BEGIN RECORDS TO USE
//! Register and stack snapshots of stopped threads.
//!
//! A thread spills its callee-saved registers and records its stack pointer
//! into a preallocated [`ContextSlot`] before it reports itself stopped.
//! The slot is all atomics so it can be written from a signal handler and
//! read by the initiator without locks.

use std::sync::atomic::{AtomicUsize, Ordering};

use sys_thread::NativeThreadId;

use crate::atomic::{load_acquire, store_release};

/// Number of register words captured per thread.
pub const CONTEXT_WORDS: usize = 12;

/// Snapshot of a thread's callee-saved registers and stack pointer.
#[derive(Debug, Clone, Copy, PartialEq, Eq)]
pub struct SavedContext {
    /// Spilled callee-saved registers; unused words are zero.
    pub registers: [usize; CONTEXT_WORDS],
    /// Stack pointer at the time of capture.
    pub sp: usize,
}

impl SavedContext {
    /// An empty snapshot.
    pub const EMPTY: Self = Self {
        registers: [0; CONTEXT_WORDS],
        sp: 0,
    };

    /// Returns `true` if nothing was captured.
    #[must_use]
    pub const fn is_empty(&self) -> bool {
        self.sp == 0
    }
}

impl Default for SavedContext {
    fn default() -> Self {
        Self::EMPTY
    }
}

/// Spill the callee-saved registers and capture the stack pointer.
///
/// Async-signal-safe. Not inlined, so the returned stack pointer lies below
/// every frame of the caller.
#[inline(never)]
#[must_use]
pub fn capture_context() -> SavedContext {
    let mut registers = [0usize; CONTEXT_WORDS];

    // Miri does not support inline assembly.
    // Each output is a fixed register. Reserved registers (rbx, rbp, x19,
    // x29) are copied into scratch registers that are not read afterwards.
    // SAFETY: the asm only copies registers into locals.
    #[cfg(all(target_arch = "x86_64", not(miri)))]
    unsafe {
        std::arch::asm!(
            "mov rax, rbx",
            "mov rcx, rbp",
            out("rax") registers[0],
            out("rcx") registers[1],
            out("r12") registers[2],
            out("r13") registers[3],
            out("r14") registers[4],
            out("r15") registers[5],
            options(nomem, nostack, preserves_flags),
        );
    }

    // SAFETY: as above.
    #[cfg(all(target_arch = "aarch64", not(miri)))]
    unsafe {
        std::arch::asm!(
            "mov x9, x19",
            "mov x10, x29",
            out("x9") registers[0],
            out("x20") registers[1],
            out("x21") registers[2],
            out("x22") registers[3],
            out("x23") registers[4],
            out("x24") registers[5],
            out("x25") registers[6],
            out("x26") registers[7],
            out("x27") registers[8],
            out("x28") registers[9],
            out("x10") registers[10],
            options(nomem, nostack, preserves_flags),
        );
    }

    std::hint::black_box(&registers);
    SavedContext {
        registers,
        sp: sys_thread::approx_sp(),
    }
}

/// Lock-free storage for one [`SavedContext`].
///
/// Written only by the owning thread while no initiator reads it; the
/// suspend state published afterwards orders the words for the reader.
#[derive(Debug)]
pub struct ContextSlot {
    registers: [AtomicUsize; CONTEXT_WORDS],
    sp: AtomicUsize,
}

impl ContextSlot {
    /// An empty slot.
    #[must_use]
    pub const fn new() -> Self {
        Self {
            registers: [const { AtomicUsize::new(0) }; CONTEXT_WORDS],
            sp: AtomicUsize::new(0),
        }
    }

    /// Store `context`. Async-signal-safe.
    pub fn store(&self, context: &SavedContext) {
        for (word, value) in self.registers.iter().zip(context.registers) {
            word.store(value, Ordering::Relaxed);
        }
        store_release(&self.sp, context.sp);
    }

    /// Read the stored context.
    #[must_use]
    pub fn load(&self) -> SavedContext {
        let sp = load_acquire(&self.sp);
        let mut registers = [0usize; CONTEXT_WORDS];
        for (value, word) in registers.iter_mut().zip(&self.registers) {
            *value = word.load(Ordering::Relaxed);
        }
        SavedContext { registers, sp }
    }

    /// Captured stack pointer, or 0 once cleared.
    #[must_use]
    pub fn sp(&self) -> usize {
        load_acquire(&self.sp)
    }

    /// Forget the stored context.
    pub fn clear(&self) {
        store_release(&self.sp, 0);
    }
}

impl Default for ContextSlot {
    fn default() -> Self {
        Self::new()
    }
}

/// Roots of one stopped thread, handed to [`crate::Tracer::mark_roots`].
#[derive(Debug, Clone, Copy, PartialEq, Eq)]
pub struct ThreadRoots {
    /// The thread the roots belong to.
    pub id: NativeThreadId,
    /// Hot end of the stack: the stack pointer captured at suspension.
    pub stack_start: usize,
    /// Cold end of the stack, recorded at registration.
    pub stack_end: usize,
    /// Spilled registers.
    pub context: SavedContext,
}

impl ThreadRoots {
    /// Number of stack bytes to scan.
    #[must_use]
    pub const fn stack_len(&self) -> usize {
        self.stack_end.saturating_sub(self.stack_start)
    }

    /// Returns `true` if `addr` lies within the live part of the stack.
    #[must_use]
    pub const fn contains(&self, addr: usize) -> bool {
        addr >= self.stack_start && addr <= self.stack_end
    }
}

#[cfg(test)]
mod tests {
    use super::*;

    #[test]
    fn capture_records_a_stack_pointer() {
        let here = sys_thread::approx_sp();
        let context = capture_context();
        assert!(!context.is_empty());
        if let Some(bounds) = sys_thread::current_stack_bounds() {
            assert!(bounds.contains(context.sp));
            assert!(context.sp <= here);
        }
    }

    #[cfg(all(any(target_arch = "x86_64", target_arch = "aarch64"), not(miri)))]
    unsafe extern "C" fn capture_into(out: *mut std::ffi::c_void) {
        // SAFETY: the caller passes a pointer to a live `SavedContext`.
        unsafe { out.cast::<SavedContext>().write(capture_context()) };
    }

    #[cfg(all(target_arch = "x86_64", not(miri)))]
    #[test]
    fn capture_reads_callee_saved_registers() {
        let mut context = SavedContext::EMPTY;
        // SAFETY: calls a C-ABI function; r12 to r15 are preserved by it.
        unsafe {
            std::arch::asm!(
                "call {f}",
                f = sym capture_into,
                in("rdi") std::ptr::addr_of_mut!(context),
                in("r12") 0x1212_usize,
                in("r13") 0x1313_usize,
                in("r14") 0x1414_usize,
                in("r15") 0x1515_usize,
                clobber_abi("C"),
            );
        }
        assert!(!context.is_empty());
        assert_eq!(context.registers[2..6], [0x1212, 0x1313, 0x1414, 0x1515]);
    }

    #[cfg(all(target_arch = "aarch64", not(miri)))]
    #[test]
    fn capture_reads_callee_saved_registers() {
        let mut context = SavedContext::EMPTY;
        // SAFETY: calls a C-ABI function; x20 to x23 are preserved by it.
        unsafe {
            std::arch::asm!(
                "bl {f}",
                f = sym capture_into,
                in("x0") std::ptr::addr_of_mut!(context),
                in("x20") 0x2020_usize,
                in("x21") 0x2121_usize,
                in("x22") 0x2222_usize,
                in("x23") 0x2323_usize,
                clobber_abi("C"),
            );
        }
        assert!(!context.is_empty());
        assert_eq!(context.registers[1..5], [0x2020, 0x2121, 0x2222, 0x2323]);
    }

    #[test]
    fn slot_round_trip_and_clear() {
        let slot = ContextSlot::new();
        assert!(slot.load().is_empty());
        let context = capture_context();
        slot.store(&context);
        assert_eq!(slot.load(), context);
        slot.clear();
        assert_eq!(slot.sp(), 0);
    }

    #[test]
    fn roots_cover_captured_sp() {
        let context = capture_context();
        let roots = ThreadRoots {
            id: sys_thread::current_thread_id(),
            stack_start: context.sp,
            stack_end: context.sp + 4096,
            context,
        };
        assert!(roots.contains(context.sp));
        assert_eq!(roots.stack_len(), 4096);
    }
}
END RECORDS TO USE
## ACTIVITY
The whole of the data is to be returned with every line intact.

## THE COMPLETED TASK
//! Register and stack snapshots of stopped threads.
//!
//! A thread spills its callee-saved registers and records its stack pointer
//! into a preallocated [`ContextSlot`] before it reports itself stopped.
//! The slot is all atomics so it can be written from a signal handler and
//! read by the initiator without locks.

use std::sync::atomic::{AtomicUsize, Ordering};

use sys_thread::NativeThreadId;

use crate::atomic::{load_acquire, store_release};

/// Number of register words captured per thread.
pub const CONTEXT_WORDS: usize = 12;

/// Snapshot of a thread's callee-saved registers and stack pointer.
#[derive(Debug, Clone, Copy, PartialEq, Eq)]
pub struct SavedContext {
    /// Spilled callee-saved registers; unused words are zero.
    pub registers: [usize; CONTEXT_WORDS],
    /// Stack pointer at the time of capture.
    pub sp: usize,
}

impl SavedContext {
    /// An empty snapshot.
    pub const EMPTY: Self = Self {
        registers: [0; CONTEXT_WORDS],
        sp: 0,
    };

    /// Returns `true` if nothing was captured.
    #[must_use]
    pub const fn is_empty(&self) -> bool {
        self.sp == 0
    }
}

impl Default for SavedContext {
    fn default() -> Self {
        Self::EMPTY
    }
}

/// Spill the callee-saved registers and capture the stack pointer.
///
/// Async-signal-safe. Not inlined, so the returned stack pointer lies below
/// every frame of the caller.
#[inline(never)]
#[must_use]
pub fn capture_context() -> SavedContext {
    let mut registers = [0usize; CONTEXT_WORDS];

    // Miri does not support inline assembly.
    // Each output is a fixed register. Reserved registers (rbx, rbp, x19,
    // x29) are copied into scratch registers that are not read afterwards.
    // SAFETY: the asm only copies registers into locals.
    #[cfg(all(target_arch = "x86_64", not(miri)))]
    unsafe {
        std::arch::asm!(
            "mov rax, rbx",
            "mov rcx, rbp",
            out("rax") registers[0],
            out("rcx") registers[1],
            out("r12") registers[2],
            out("r13") registers[3],
            out("r14") registers[4],
            out("r15") registers[5],
            options(nomem, nostack, preserves_flags),
        );
    }

    // SAFETY: as above.
    #[cfg(all(target_arch = "aarch64", not(miri)))]
    unsafe {
        std::arch::asm!(
            "mov x9, x19",
            "mov x10, x29",
            out("x9") registers[0],
            out("x20") registers[1],
            out("x21") registers[2],
            out("x22") registers[3],
            out("x23") registers[4],
            out("x24") registers[5],
            out("x25") registers[6],
            out("x26") registers[7],
            out("x27") registers[8],
            out("x28") registers[9],
            out("x10") registers[10],
            options(nomem, nostack, preserves_flags),
        );
    }

    std::hint::black_box(&registers);
    SavedContext {
        registers,
        sp: sys_thread::approx_sp(),
    }
}

/// Lock-free storage for one [`SavedContext`].
///
/// Written only by the owning thread while no initiator reads it; the
/// suspend state published afterwards orders the words for the reader.
#[derive(Debug)]
pub struct ContextSlot {
    registers: [AtomicUsize; CONTEXT_WORDS],
    sp: AtomicUsize,
}

impl ContextSlot {
    /// An empty slot.
    #[must_use]
    pub const fn new() -> Self {
        Self {
            registers: [const { AtomicUsize::new(0) }; CONTEXT_WORDS],
            sp: AtomicUsize::new(0),
        }
    }

    /// Store `context`. Async-signal-safe.
    pub fn store(&self, context: &SavedContext) {
        for (word, value) in self.registers.iter().zip(context.registers) {
            word.store(value, Ordering::Relaxed);
        }
        store_release(&self.sp, context.sp);
    }

    /// Read the stored context.
    #[must_use]
    pub fn load(&self) -> SavedContext {
        let sp = load_acquire(&self.sp);
        let mut registers = [0usize; CONTEXT_WORDS];
        for (value, word) in registers.iter_mut().zip(&self.registers) {
            *value = word.load(Ordering::Relaxed);
        }
        SavedContext { registers, sp }
    }

    /// Captured stack pointer, or 0 once cleared.
    #[must_use]
    pub fn sp(&self) -> usize {
        load_acquire(&self.sp)
    }

    /// Forget the stored context.
    pub fn clear(&self) {
        store_release(&self.sp, 0);
    }
}

impl Default for ContextSlot {
    fn default() -> Self {
        Self::new()
    }
}

/// Roots of one stopped thread, handed to [`crate::Tracer::mark_roots`].
#[derive(Debug, Clone, Copy, PartialEq, Eq)]
pub struct ThreadRoots {
    /// The thread the roots belong to.
    pub id: NativeThreadId,
    /// Hot end of the stack: the stack pointer captured at suspension.
    pub stack_start: usize,
    /// Cold end of the stack, recorded at registration.
    pub stack_end: usize,
    /// Spilled registers.
    pub context: SavedContext,
}

impl ThreadRoots {
    /// Number of stack bytes to scan.
    #[must_use]
    pub const fn stack_len(&self) -> usize {
        self.stack_end.saturating_sub(self.stack_start)
    }

    /// Returns `true` if `addr` lies within the live part of the stack.
    #[must_use]
    pub const fn contains(&self, addr: usize) -> bool {
        addr >= self.stack_start && addr <= self.stack_end
    }
}

#[cfg(test)]
mod tests {
    use super::*;

    #[test]
    fn capture_records_a_stack_pointer() {
        let here = sys_thread::approx_sp();
        let context = capture_context();
        assert!(!context.is_empty());
        if let Some(bounds) = sys_thread::current_stack_bounds() {
            assert!(bounds.contains(context.sp));
            assert!(context.sp <= here);
        }
    }

    #[cfg(all(any(target_arch = "x86_64", target_arch = "aarch64"), not(miri)))]
    unsafe extern "C" fn capture_into(out: *mut std::ffi::c_void) {
        // SAFETY: the caller passes a pointer to a live `SavedContext`.
        unsafe { out.cast::<SavedContext>().write(capture_context()) };
    }

    #[cfg(all(target_arch = "x86_64", not(miri)))]
    #[test]
    fn capture_reads_callee_saved_registers() {
        let mut context = SavedContext::EMPTY;
        // SAFETY: calls a C-ABI function; r12 to r15 are preserved by it.
        unsafe {
            std::arch::asm!(
                "call {f}",
                f = sym capture_into,
                in("rdi") std::ptr::addr_of_mut!(context),
                in("r12") 0x1212_usize,
                in("r13") 0x1313_usize,
                in("r14") 0x1414_usize,
                in("r15") 0x1515_usize,
                clobber_abi("C"),
            );
        }
        assert!(!context.is_empty());
        assert_eq!(context.registers[2..6], [0x1212, 0x1313, 0x1414, 0x1515]);
    }

    #[cfg(all(target_arch = "aarch64", not(miri)))]
    #[test]
    fn capture_reads_callee_saved_registers() {
        let mut context = SavedContext::EMPTY;
        // SAFETY: calls a C-ABI function; x20 to x23 are preserved by it.
        unsafe {
            std::arch::asm!(
                "bl {f}",
                f = sym capture_into,
                in("x0") std::ptr::addr_of_mut!(context),
                in("x20") 0x2020_usize,
                in("x21") 0x2121_usize,
                in("x22") 0x2222_usize,
                in("x23") 0x2323_usize,
                clobber_abi("C"),
            );
        }
        assert!(!context.is_empty());
        assert_eq!(context.registers[1..5], [0x2020, 0x2121, 0x2222, 0x2323]);
    }

    #[test]
    fn slot_round_trip_and_clear() {
        let slot = ContextSlot::new();
        assert!(slot.load().is_empty());
        let context = capture_context();
        slot.store(&context);
        assert_eq!(slot.load(), context);
        slot.clear();
        assert_eq!(slot.sp(), 0);
    }

    #[test]
    fn roots_cover_captured_sp() {
        let context = capture_context();
        let roots = ThreadRoots {
            id: sys_thread::current_thread_id(),
            stack_start: context.sp,
            stack_end: context.sp + 4096,
            context,
        };
        assert!(roots.contains(context.sp));
        assert_eq!(roots.stack_len(), 4096);
    }
}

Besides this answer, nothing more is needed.